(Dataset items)
----

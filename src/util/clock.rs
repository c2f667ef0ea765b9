//! Wall-clock helpers.

use std::time::{SystemTime, UNIX_EPOCH};

/// Milliseconds since the Unix epoch.
///
/// Returns 0 if the system clock is set before the epoch.
#[must_use]
pub fn now_ms() -> u128 {
    SystemTime::now()
        .duration_since(UNIX_EPOCH)
        .map(|d| d.as_millis())
        .unwrap_or_default()
}
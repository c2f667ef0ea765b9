//! Configuration models for the scheduler, breakers, and the breaker registry.

pub mod breaker;
pub mod scheduler;

pub use breaker::{BreakerConfig, RegistryConfig};
pub use scheduler::SchedulerConfig;
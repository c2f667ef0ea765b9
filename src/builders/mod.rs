//! Builders to construct scheduler components from configuration.

pub mod component_builder;

pub use component_builder::{build_registry, build_scheduler};
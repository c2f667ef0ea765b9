//! Request handler trait and closure adapter.

use std::future::Future;

use async_trait::async_trait;
use serde_json::Value;

use super::{AppResult, PriorityRequest};

/// Business logic for one request type.
///
/// The scheduler hands each dispatched request to the handler registered
/// for its `type`. Returning an error counts as a failed attempt and is
/// retried while the request has budget left.
///
/// # Example
///
/// ```rust,ignore
/// use async_trait::async_trait;
/// use estimate_admission::core::{AppResult, PriorityRequest, RequestHandler};
///
/// struct RecalculateEstimate;
///
/// #[async_trait]
/// impl RequestHandler for RecalculateEstimate {
///     async fn handle(&self, request: PriorityRequest) -> AppResult<serde_json::Value> {
///         let estimate_id = request.payload["estimate_id"].clone();
///         Ok(serde_json::json!({ "recalculated": estimate_id }))
///     }
/// }
/// ```
#[async_trait]
pub trait RequestHandler: Send + Sync + 'static {
    /// Execute the request and return its result.
    async fn handle(&self, request: PriorityRequest) -> AppResult<Value>;
}

/// Adapter that turns an async closure into a [`RequestHandler`].
pub struct FnHandler<F> {
    f: F,
}

/// Wrap an async closure as a handler.
pub const fn handler_fn<F, Fut>(f: F) -> FnHandler<F>
where
    F: Fn(PriorityRequest) -> Fut + Send + Sync + 'static,
    Fut: Future<Output = AppResult<Value>> + Send + 'static,
{
    FnHandler { f }
}

#[async_trait]
impl<F, Fut> RequestHandler for FnHandler<F>
where
    F: Fn(PriorityRequest) -> Fut + Send + Sync + 'static,
    Fut: Future<Output = AppResult<Value>> + Send + 'static,
{
    async fn handle(&self, request: PriorityRequest) -> AppResult<Value> {
        (self.f)(request).await
    }
}
//! Shared utilities.

pub mod clock;
pub mod serde;
pub mod telemetry;

pub use clock::*;
pub use self::serde::*;
pub use telemetry::*;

----

— TASK INSTRUCTIONS —
Scan the lines above for the word "closure", then copy each line that has it.

— FINISHED TASK —
//! Request handler trait and closure adapter.
/// Adapter that turns an async closure into a [`RequestHandler`].
/// Wrap an async closure as a handler.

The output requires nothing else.